Forevermark was launched in 2008 as part of De Beers Group. It focused on Asia, establishing Forevermark's first markets in Hong Kong, China, and Japan later in 2009. In 2011, the brand was introduced in the United States and India. Also in 2011, British jewelry designer Stephen Webster began a signature bridal collection with Forevermark.

In 2016, Forevermark announced their Black Label Collection. Also in 2016, British jeweller Theo Fennell partnered with Forevermark for his new signature collection.

In 2017, Forevermark launched the Forevermark Zanyah collection in partnership with couturier Sabyasachi Mukherjee. Also in 2017, the company started their Forevermark Tribute Collection in the U.S. and Canada.

In 2018, Forevermark opened Libert'aime by Forevermark, a new concept store in China that would be specifically designed to tailor to millennial generation shopping habits. As part of the Tusk Rhino Trail conservation effort, Forevermark partnered with artist Dave White for a sculpture in 2018.

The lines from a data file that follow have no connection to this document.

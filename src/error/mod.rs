// zeedas-rs: Provider-unified review workflow and deployment engine
//
// SPDX-FileCopyrightText: 2026 Romeo Ahmed
// SPDX-License-Identifier: GPL-3.0-or-later

//! Error handling module.
//!
//! ```text
//!                  ZeedasError (~24 bytes)
//!                         |
//!   +--------+--------+---+----+-------+-------+-----+
//!   |        |        |        |       |       |     |
//!   v        v        v        v       v       v     v
//! BadInput InvalidCred NotFound Store  Cfg    Net  Io/Other
//! Box<str> Box<str>   Box<str> Box    Box    Box  Box
//!
//! Sub-errors (unboxed internally):
//!   Store    Io, Serialize, Validation
//!   Provider Transport, Status, Rejected, Decode  (-> InvalidCred)
//!   Config   ParseError, MissingKey, InvalidValue
//!   Network  HttpError, Reqwest, InvalidUrl
//!   Remote   Unreachable, Key, Connect, Auth, Exec (pipeline-local)
//!
//! kind()         status
//!   BadInputFormat            400
//!   InvalidAccessCredentials  403
//!   ResourceNotFound          404
//!   Database / Validation     500
//!   Exception                 500
//! ```

use thiserror::Error;

/// Convenience alias for `anyhow::Result`.
pub type Result<T> = anyhow::Result<T>;

/// Result type using [`ZeedasError`].
pub type ZeedasResult<T> = std::result::Result<T, ZeedasError>;

/// Top-level error type for workflow and provider operations.
///
/// All sub-errors are boxed to keep this enum at ~24 bytes on the stack.
#[derive(Debug, Error)]
pub enum ZeedasError {
    /// Missing or invalid caller input (no default binding, no open review, ...).
    #[error("{0}")]
    BadInputFormat(Box<str>),

    /// Upstream provider rejected the call or could not be reached.
    #[error("{0}")]
    InvalidAccessCredentials(Box<str>),

    /// A requested resource does not exist.
    #[error("{0}")]
    ResourceNotFound(Box<str>),

    /// Credential or review store failure.
    #[error("store error: {0}")]
    Store(#[from] Box<StoreError>),

    /// Configuration error.
    #[error("config error: {0}")]
    Config(#[from] Box<ConfigError>),

    /// Network operation failed outside of a provider gateway.
    #[error("network error: {0}")]
    Network(#[from] Box<NetworkError>),

    /// I/O error.
    #[error("io error: {0}")]
    Io(Box<std::io::Error>),

    /// Generic error with message.
    #[error("{0}")]
    Other(Box<str>),
}

/// Create a [`ZeedasError::BadInputFormat`].
pub fn bad_input(message: impl Into<String>) -> ZeedasError {
    ZeedasError::BadInputFormat(message.into().into_boxed_str())
}

/// Create a [`ZeedasError::InvalidAccessCredentials`].
pub fn invalid_credentials(message: impl Into<String>) -> ZeedasError {
    ZeedasError::InvalidAccessCredentials(message.into().into_boxed_str())
}

/// Create a [`ZeedasError::ResourceNotFound`].
pub fn not_found(message: impl Into<String>) -> ZeedasError {
    ZeedasError::ResourceNotFound(message.into().into_boxed_str())
}

/// Error taxonomy surfaced to callers.
#[derive(Debug, Clone, Copy, PartialEq, Eq, Hash)]
pub enum ErrorKind {
    BadInputFormat,
    InvalidAccessCredentials,
    ResourceNotFound,
    Database,
    DatabaseValidation,
    Exception,
}

impl ErrorKind {
    /// HTTP-like status code for this kind.
    #[must_use]
    pub const fn status_code(self) -> u16 {
        match self {
            Self::BadInputFormat => 400,
            Self::InvalidAccessCredentials => 403,
            Self::ResourceNotFound => 404,
            Self::Database | Self::DatabaseValidation | Self::Exception => 500,
        }
    }

    #[must_use]
    pub const fn as_str(self) -> &'static str {
        match self {
            Self::BadInputFormat => "BadInputFormatException",
            Self::InvalidAccessCredentials => "InvalidAccessCredentialsException",
            Self::ResourceNotFound => "ResourceNotFoundException",
            Self::Database => "DatabaseException",
            Self::DatabaseValidation => "DatabaseValidationException",
            Self::Exception => "Exception",
        }
    }
}

impl ZeedasError {
    /// Classify this error into the caller-facing taxonomy.
    #[must_use]
    pub fn kind(&self) -> ErrorKind {
        match self {
            Self::BadInputFormat(_) => ErrorKind::BadInputFormat,
            Self::InvalidAccessCredentials(_) => ErrorKind::InvalidAccessCredentials,
            Self::ResourceNotFound(_) => ErrorKind::ResourceNotFound,
            Self::Store(err) => match **err {
                StoreError::Validation(_) => ErrorKind::DatabaseValidation,
                _ => ErrorKind::Database,
            },
            Self::Config(_) | Self::Network(_) | Self::Io(_) | Self::Other(_) => {
                ErrorKind::Exception
            }
        }
    }

    /// Shorthand for `self.kind().status_code()`.
    #[must_use]
    pub fn status_code(&self) -> u16 {
        self.kind().status_code()
    }
}

// --- From implementations for boxing ---

/// Macro to generate `From` implementations that box the source error.
macro_rules! impl_from_boxed {
    ($($error:ty => $variant:ident),+ $(,)?) => {
        $(
            impl From<$error> for ZeedasError {
                fn from(err: $error) -> Self {
                    ZeedasError::$variant(Box::new(err))
                }
            }
        )+
    };
}

impl_from_boxed! {
    StoreError => Store,
    ConfigError => Config,
    NetworkError => Network,
    std::io::Error => Io,
}

/// Provider failures never cross the gateway boundary as-is: they become
/// `InvalidAccessCredentials` carrying the upstream message when one exists.
impl From<ProviderError> for ZeedasError {
    fn from(err: ProviderError) -> Self {
        invalid_credentials(err.upstream_message())
    }
}

// --- Store Errors ---

/// Credential / review store errors.
#[derive(Debug, Error)]
pub enum StoreError {
    /// Failed to read or write the backing document.
    #[error("I/O error on '{path}': {source}")]
    Io {
        path: String,
        #[source]
        source: std::io::Error,
    },

    /// Document could not be (de)serialized.
    #[error("serialization error: {0}")]
    Serialize(#[from] serde_json::Error),

    /// A record violated a store-level constraint.
    #[error("validation error: {0}")]
    Validation(String),

    /// Background persistence task failed.
    #[error("store task failed: {0}")]
    Task(String),
}

// --- Provider Errors ---

/// Failures talking to a hosting provider's REST API.
#[derive(Debug, Error)]
pub enum ProviderError {
    /// Request never produced a response.
    #[error("request to {url} failed: {source}")]
    Transport {
        url: String,
        #[source]
        source: reqwest::Error,
    },

    /// Provider answered with a non-success status.
    #[error("{url} returned {status}{}", .message.as_deref().map(|m| format!(": {m}")).unwrap_or_default())]
    Status {
        status: u16,
        url: String,
        message: Option<String>,
    },

    /// Provider answered 2xx but refused the operation (OAuth error bodies).
    #[error("{0}")]
    Rejected(String),

    /// Response body did not match the expected shape.
    #[error("unexpected response from {url}: {message}")]
    Decode { url: String, message: String },
}

impl ProviderError {
    /// The provider's own explanation when it sent one, else the full description.
    #[must_use]
    pub fn upstream_message(&self) -> String {
        match self {
            Self::Status {
                message: Some(message),
                ..
            } => message.clone(),
            other => other.to_string(),
        }
    }
}

// --- Config Errors ---

/// Configuration-related errors.
#[derive(Debug, Error)]
pub enum ConfigError {
    /// Failed to parse configuration sources.
    #[error("failed to parse config '{path}': {message}")]
    ParseError { path: String, message: String },

    /// Missing required configuration key.
    #[error("missing required config key '{key}' in section '[{section}]'")]
    MissingKey { section: String, key: String },

    /// Invalid configuration value.
    #[error("invalid value for '{key}' in section '[{section}]': {message}")]
    InvalidValue {
        section: String,
        key: String,
        message: String,
    },
}

// --- Network Errors ---

/// Network operation errors.
#[derive(Debug, Error)]
pub enum NetworkError {
    /// Download failed.
    #[error("download failed: {url} - {message}")]
    DownloadFailed { url: String, message: String },

    /// HTTP error response.
    #[error("http error {status}: {url}")]
    HttpError { status: u16, url: String },

    /// Error from reqwest library.
    #[error("reqwest error: {0}")]
    Reqwest(#[from] reqwest::Error),

    /// Invalid URL.
    #[error("invalid url: {0}")]
    InvalidUrl(String),
}

// --- Remote Errors ---

/// Deployment stage failures. These stay inside the executor and are
/// reported through the log sink rather than returned to callers.
#[derive(Debug, Error)]
pub enum RemoteError {
    /// Host did not answer the reachability probe.
    #[error("{host} is not online, please check the credential again")]
    Unreachable { host: String },

    /// Private key could not be materialized or loaded.
    #[error("private key error: {0}")]
    Key(String),

    /// Transport-level connection failure.
    #[error("failed to connect to {host}: {message}")]
    Connect { host: String, message: String },

    /// Server refused the supplied credentials.
    #[error("authentication failed for user '{user}'")]
    Auth { user: String },

    /// Remote command exited non-zero or the channel broke.
    #[error("'{command}' failed{}: {message}", .status.map(|s| format!(" with status {s}")).unwrap_or_default())]
    Exec {
        command: String,
        status: Option<u32>,
        message: String,
    },

    /// Local filesystem failure while preparing the session.
    #[error("io error: {0}")]
    Io(#[from] std::io::Error),
}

In 2019, Nancy Liu replaced Stephen Lussier as CEO of Forevermark. Also in 2019, the company expanded their Forevermark Tribute Collection to India and Malaysia. In June 2019, Forevermark launched their Engagement & Commitment collection in the U.S.

===Inscriptions===
The Forevermark inscription is placed on the table facet of a diamond using proprietary technology from De Beers Group. The inscription is 1/20 of a micron deep (equivalent to 1/5000 the width of a human hair), and it is not visible to the naked eye.